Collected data
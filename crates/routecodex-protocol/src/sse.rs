use bytes::Bytes;

/// One parsed server-sent event: an optional `event:` name and the joined
/// `data:` payload.
#[derive(Debug, Clone, Default, PartialEq)]
pub struct SseEvent {
    pub event: Option<String>,
    pub data: String,
}

impl SseEvent {
    pub fn data_only(data: impl Into<String>) -> Self {
        Self {
            event: None,
            data: data.into(),
        }
    }

    pub fn named(event: impl Into<String>, data: impl Into<String>) -> Self {
        Self {
            event: Some(event.into()),
            data: data.into(),
        }
    }

    /// OpenAI-style terminal marker.
    pub fn is_done(&self) -> bool {
        self.data.trim() == "[DONE]"
    }
}

/// Incremental SSE parser. Feed raw body chunks as they arrive off the socket;
/// frames split across TCP reads are reassembled.
#[derive(Debug, Default)]
pub struct SseParser {
    buffer: String,
    event: Option<String>,
    data_lines: Vec<String>,
}

impl SseParser {
    pub fn new() -> Self {
        Self::default()
    }

    pub fn push_bytes(&mut self, chunk: &Bytes) -> Vec<SseEvent> {
        match std::str::from_utf8(chunk) {
            Ok(text) => self.push_str(text),
            // Non-UTF8 chunks cannot carry SSE field names; skip them rather
            // than poisoning the line buffer.
            Err(_) => Vec::new(),
        }
    }

    pub fn push_str(&mut self, chunk: &str) -> Vec<SseEvent> {
        self.buffer.push_str(chunk);
        let mut events = Vec::new();

        while let Some(pos) = self.buffer.find('\n') {
            let mut line = self.buffer[..pos].to_string();
            self.buffer.drain(..=pos);
            if line.ends_with('\r') {
                line.pop();
            }
            self.consume_line(&line, &mut events);
        }

        events
    }

    /// Flush whatever is buffered at end of stream. An upstream that dies
    /// mid-frame still yields its partial event here.
    pub fn finish(&mut self) -> Vec<SseEvent> {
        let mut events = Vec::new();
        if !self.buffer.is_empty() {
            let mut line = std::mem::take(&mut self.buffer);
            if line.ends_with('\r') {
                line.pop();
            }
            self.consume_line(&line, &mut events);
        }
        self.finish_event(&mut events);
        events
    }

    fn consume_line(&mut self, line: &str, events: &mut Vec<SseEvent>) {
        if line.is_empty() {
            self.finish_event(events);
            return;
        }
        if line.starts_with(':') {
            return;
        }
        if let Some(value) = line.strip_prefix("event:") {
            let value = value.trim_start();
            self.event = (!value.is_empty()).then(|| value.to_string());
            return;
        }
        if line == "event" {
            self.event = None;
            return;
        }
        if let Some(value) = line.strip_prefix("data:") {
            self.data_lines.push(value.trim_start().to_string());
            return;
        }
        if line == "data" {
            self.data_lines.push(String::new());
        }
    }

    fn finish_event(&mut self, events: &mut Vec<SseEvent>) {
        if self.event.is_none() && self.data_lines.is_empty() {
            return;
        }
        events.push(SseEvent {
            event: self.event.take(),
            data: self.data_lines.join("\n"),
        });
        self.data_lines.clear();
    }
}

/// Encode one event into wire bytes, `event:` line included only when named.
pub fn encode_event(event: &SseEvent) -> Bytes {
    let mut out = String::with_capacity(event.data.len() + 32);
    if let Some(name) = &event.event {
        out.push_str("event: ");
        out.push_str(name);
        out.push('\n');
    }
    for line in event.data.split('\n') {
        out.push_str("data: ");
        out.push_str(line);
        out.push('\n');
    }
    out.push('\n');
    Bytes::from(out)
}

/// Encode an SSE comment line (used for keepalive heartbeats).
pub fn encode_comment(text: &str) -> Bytes {
    Bytes::from(format!(": {text}\n\n"))
}

#[cfg(test)]
mod tests {
    use super::*;

    #[test]
    fn parses_named_and_data_only_events() {
        let mut parser = SseParser::new();
        let events =
            parser.push_str("event: message_start\ndata: {\"a\":1}\n\ndata: [DONE]\n\n");
        assert_eq!(events.len(), 2);
        assert_eq!(events[0].event.as_deref(), Some("message_start"));
        assert_eq!(events[0].data, "{\"a\":1}");
        assert!(events[1].event.is_none());
        assert!(events[1].is_done());
    }

    #[test]
    fn reassembles_frames_split_across_reads() {
        let mut parser = SseParser::new();
        assert!(parser.push_str("data: {\"par").is_empty());
        assert!(parser.push_str("tial\":true}").is_empty());
        let events = parser.push_str("\n\n");
        assert_eq!(events.len(), 1);
        assert_eq!(events[0].data, "{\"partial\":true}");
    }

    #[test]
    fn multiline_data_joins_with_newline() {
        let mut parser = SseParser::new();
        let events = parser.push_str("data: one\ndata: two\n\n");
        assert_eq!(events[0].data, "one\ntwo");
    }

    #[test]
    fn comments_are_ignored() {
        let mut parser = SseParser::new();
        let events = parser.push_str(": keepalive\n\ndata: x\n\n");
        assert_eq!(events.len(), 1);
        assert_eq!(events[0].data, "x");
    }

    #[test]
    fn finish_flushes_truncated_event() {
        let mut parser = SseParser::new();
        assert!(parser.push_str("data: tail").is_empty());
        let events = parser.finish();
        assert_eq!(events.len(), 1);
        assert_eq!(events[0].data, "tail");
    }

    #[test]
    fn encode_round_trips_through_parser() {
        let original = SseEvent::named("response.completed", "{\"ok\":true}");
        let bytes = encode_event(&original);
        let mut parser = SseParser::new();
        let events = parser.push_str(std::str::from_utf8(&bytes).unwrap());
        assert_eq!(events, vec![original]);
    }
}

EXERCISE PROMPT
Each line above with the word "keepalive" needs to be copied.

OUTPUT
/// Encode an SSE comment line (used for keepalive heartbeats).
        let events = parser.push_str(": keepalive\n\ndata: x\n\n");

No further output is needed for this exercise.